Minnesota does not need to honor this man, and we are baffled by those who think we should merely because previous generations did.

In that context, let us note that Rep. Jeremy Munson, R-Lake Crystal, went on tpt’s “Almanac” on Friday to defend the Calhoun name and apparently thought it advanced the discussion to make a smirking bathroom pun off the Bde Maka Ska name. That’s an approach befitting a third grader, not a state representative.

Another dispute that reached the Legislature concerns temporary signs installed at Fort Snelling by the Minnesota Historical Society identifying the site as “Fort Snelling at Bdote.”
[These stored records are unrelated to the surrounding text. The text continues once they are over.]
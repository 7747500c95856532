use std::fmt::{Debug, Formatter, Result as FmtResult};
use std::marker::PhantomData;

use crate::container::injector::{ContextForwardingInjectorProxy, InjectorError, TypedInjector};
use crate::provider::component::Component;
use crate::provider::context::CallContext;
use crate::provider::{self, TypedProvider};

/// A [`Provider`] which builds a [`Component`] through its constructor.
///
/// [`Provider`]: crate::provider::Provider
pub struct ComponentProvider<C>
where
    C: Component,
{
    _marker: PhantomData<fn() -> C>,
}

impl<C> ComponentProvider<C>
where
    C: Component,
{
    pub fn new() -> Self {
        Self {
            _marker: PhantomData,
        }
    }
}

impl<C> Debug for ComponentProvider<C>
where
    C: Component,
{
    fn fmt(&self, f: &mut Formatter<'_>) -> FmtResult {
        f.debug_struct("ComponentProvider<C>")
            .finish_non_exhaustive()
    }
}

impl<C> TypedProvider for ComponentProvider<C>
where
    C: Component,
{
    type Output = C::Constructed;

    fn provide<I>(
        &self,
        injector: &I,
        context: &CallContext<'_>,
    ) -> Result<Self::Output, InjectorError>
    where
        I: TypedInjector + ?Sized,
    {
        let injector = ContextForwardingInjectorProxy::new(injector, context);
        match C::construct(&injector) {
            Ok(Ok(obj)) => Ok(obj.post_process()),
            Ok(Err(err)) => Err(provider::construction_failed::<C::Constructed, _>(
                context, err,
            )),
            Err(err) => Err(err),
        }
    }
}

#[cfg(test)]
mod tests {
    use std::convert::Infallible;
    use std::sync::Arc;

    use crate::container::injector::MockInjector;
    use crate::instance::Instance;
    use crate::key::ServiceType;
    use crate::provider::Provider;

    use super::*;

    pub trait Abstract: Send + Sync + 'static {
        fn value(&self) -> i32;
    }

    pub struct Impl {
        value: i32,
    }

    impl Abstract for Impl {
        fn value(&self) -> i32 {
            self.value
        }
    }

    impl Component for Impl {
        type Constructed = Arc<dyn Abstract>;

        type Error = Infallible;

        fn construct<I>(injector: &I) -> Result<Result<Self, Self::Error>, InjectorError>
        where
            I: TypedInjector + ?Sized,
        {
            Ok(Ok(Impl {
                value: injector.get(&ServiceType::of::<i32>())?,
            }))
        }

        fn post_process(self) -> Self::Constructed {
            Arc::new(self)
        }
    }

    #[test]
    fn component_provider_succeeds() {
        let mut injector = MockInjector::new();
        injector
            .expect_dyn_get_dependency()
            .returning(|_, _| Ok(Instance::new(3i32)));
        let provider = ComponentProvider::<Impl>::new();

        let object = provider
            .provide(&injector, &CallContext::root(None))
            .unwrap();
        assert_eq!(object.value(), 3);

        let instance = provider
            .dyn_provide(&injector, &CallContext::root(None))
            .unwrap();
        assert!(instance.is::<Arc<dyn Abstract>>());
    }
}
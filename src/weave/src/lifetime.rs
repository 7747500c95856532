use std::fmt::{Debug, Display, Formatter, Result as FmtResult};
use std::sync::Arc;

use crate::container::injector::InjectorError;
use crate::container::registry::RegistrationId;
use crate::instance::Instance;
use crate::scope::ScopeProvider;

/// How long an instance produced by a registration is reused.
///
/// Lifetimes are ordered by [`Lifetime::length`]: a consumer must not
/// outlive a cached dependency, otherwise the dependency is captured beyond
/// its own lifetime.
///
/// [`Lifetime::Scoped`] is a marker for the container's default scoped
/// lifestyle. It is replaced by [`Lifetime::ScopedBy`] when the registration
/// is created.
#[derive(Clone)]
pub enum Lifetime {
    /// A new instance per request.
    Transient,
    /// One instance per container.
    Singleton,
    /// One instance per scope, using the default scoped lifestyle.
    Scoped,
    /// One instance per scope, where the active scope is found by the given
    /// lifestyle.
    ScopedBy(ScopedLifestyle),
    /// Caching is delegated to a user-defined policy.
    Custom(Arc<dyn LifetimePolicy>),
}

impl Lifetime {
    pub const TRANSIENT_LENGTH: u32 = 1;

    pub const SCOPED_LENGTH: u32 = 500;

    pub const SINGLETON_LENGTH: u32 = 1000;

    pub fn custom<P: LifetimePolicy>(policy: P) -> Self {
        Self::Custom(Arc::new(policy))
    }

    pub fn length(&self) -> u32 {
        match self {
            Self::Transient => Self::TRANSIENT_LENGTH,
            Self::Scoped | Self::ScopedBy(_) => Self::SCOPED_LENGTH,
            Self::Singleton => Self::SINGLETON_LENGTH,
            Self::Custom(policy) => policy.length(),
        }
    }

    /// Returns true if instances of `self` strictly outlive instances of
    /// `other`.
    pub fn outlive(&self, other: &Lifetime) -> bool {
        self.length() > other.length()
    }

    pub fn is_transient(&self) -> bool {
        matches!(self, Self::Transient)
    }

    /// Replaces the [`Lifetime::Scoped`] marker by `default`. Returns [`None`]
    /// if the marker is present but no default is configured.
    pub(crate) fn resolve(self, default: Option<&ScopedLifestyle>) -> Option<Lifetime> {
        match self {
            Self::Scoped => default.cloned().map(Self::ScopedBy),
            other => Some(other),
        }
    }
}

impl Display for Lifetime {
    fn fmt(&self, f: &mut Formatter<'_>) -> FmtResult {
        match self {
            Self::Transient => write!(f, "Transient"),
            Self::Singleton => write!(f, "Singleton"),
            Self::Scoped => write!(f, "Scoped"),
            Self::ScopedBy(lifestyle) => write!(f, "Scoped({lifestyle})"),
            Self::Custom(policy) => write!(f, "{}", policy.name()),
        }
    }
}

impl Debug for Lifetime {
    fn fmt(&self, f: &mut Formatter<'_>) -> FmtResult {
        Display::fmt(self, f)
    }
}

/// The policy which finds the active scope of a scoped registration.
#[derive(Clone)]
pub enum ScopedLifestyle {
    /// The innermost scope begun on the current thread.
    ThreadBound,
    /// The scope resolved through, passed along explicitly. This lifestyle
    /// works across threads and tasks, since nothing is bound to the thread.
    Flowing,
    /// A scope supplied by a user-defined provider.
    Custom(Arc<dyn ScopeProvider>),
}

impl ScopedLifestyle {
    pub fn custom<P: ScopeProvider>(provider: P) -> Self {
        Self::Custom(Arc::new(provider))
    }
}

impl Display for ScopedLifestyle {
    fn fmt(&self, f: &mut Formatter<'_>) -> FmtResult {
        match self {
            Self::ThreadBound => write!(f, "thread-bound"),
            Self::Flowing => write!(f, "flowing"),
            Self::Custom(provider) => write!(f, "{}", provider.name()),
        }
    }
}

impl Debug for ScopedLifestyle {
    fn fmt(&self, f: &mut Formatter<'_>) -> FmtResult {
        Display::fmt(self, f)
    }
}

/// A user-defined caching policy for [`Lifetime::Custom`].
pub trait LifetimePolicy: Send + Sync + 'static {
    fn name(&self) -> &str;

    /// The position of this lifetime between [`Lifetime::TRANSIENT_LENGTH`]
    /// and [`Lifetime::SINGLETON_LENGTH`].
    fn length(&self) -> u32;

    /// Returns the cached instance of `registration`, or calls `create` to
    /// build one.
    ///
    /// # Errors
    ///
    /// Returns the error of `create`, or any error of the policy itself.
    fn get_or_create(
        &self,
        registration: RegistrationId,
        create: &mut dyn FnMut() -> Result<Instance, InjectorError>,
    ) -> Result<Instance, InjectorError>;
}

#[cfg(test)]
mod tests {
    use super::*;

    struct PerCall;

    impl LifetimePolicy for PerCall {
        fn name(&self) -> &str {
            "PerCall"
        }

        fn length(&self) -> u32 {
            10
        }

        fn get_or_create(
            &self,
            _registration: RegistrationId,
            create: &mut dyn FnMut() -> Result<Instance, InjectorError>,
        ) -> Result<Instance, InjectorError> {
            create()
        }
    }

    #[test]
    fn lifetime_outlive_follows_length() {
        assert!(Lifetime::Singleton.outlive(&Lifetime::Scoped));
        assert!(Lifetime::ScopedBy(ScopedLifestyle::Flowing).outlive(&Lifetime::Transient));
        assert!(!Lifetime::Scoped.outlive(&Lifetime::ScopedBy(ScopedLifestyle::ThreadBound)));
        assert!(Lifetime::Scoped.outlive(&Lifetime::custom(PerCall)));
        assert!(!Lifetime::Transient.outlive(&Lifetime::Singleton));
    }

    #[test]
    fn lifetime_resolve_replaces_scoped_marker() {
        let resolved = Lifetime::Scoped.resolve(Some(&ScopedLifestyle::Flowing));
        assert!(matches!(
            resolved,
            Some(Lifetime::ScopedBy(ScopedLifestyle::Flowing))
        ));
        assert!(Lifetime::Scoped.resolve(None).is_none());
        assert!(matches!(
            Lifetime::Singleton.resolve(None),
            Some(Lifetime::Singleton)
        ));
    }

    #[test]
    fn lifetime_display_succeeds() {
        assert_eq!(Lifetime::custom(PerCall).to_string(), "PerCall");
        assert_eq!(
            Lifetime::ScopedBy(ScopedLifestyle::ThreadBound).to_string(),
            "Scoped(thread-bound)"
        );
    }
}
This, as detailed in a recent story by Minnesota Public Radio, is part of the Historical Society’s effort to provide a more complete and nuanced recounting of the historical site’s past. It also angered some key legislative Republicans, who are now pushing to slash the society’s state funding for daring to acknowledge any history at the location other than that of white settlers. The society is doing its job; the Legislature should not interfere.

A more complicated dispute involves the University of Minnesota, where the Board of Regents is resisting a campus-driven effort to rename buildings named for former university officials now connected to bygone restrictions on blacks, Jews and other ethnic groups.

It’s more complicated because it involves a variety of individuals and different, not necessarily equivalent, actions and because there is legitimate dispute in some cases of how involved in the now distasteful policies some of the administrators were. The dispute is also colored by the disdain some regents display for the views of the faculty and students who advise the administration.

We won’t pretend to have a specific recommendation to this question, but we do offer this thought: The names the university gives its buildings should reflect both its past history and its current ambitions.

If honoring the past celebrates a legacy of exclusion, the past should not be honored. You can call a coffin flower a rose, but it will still stink.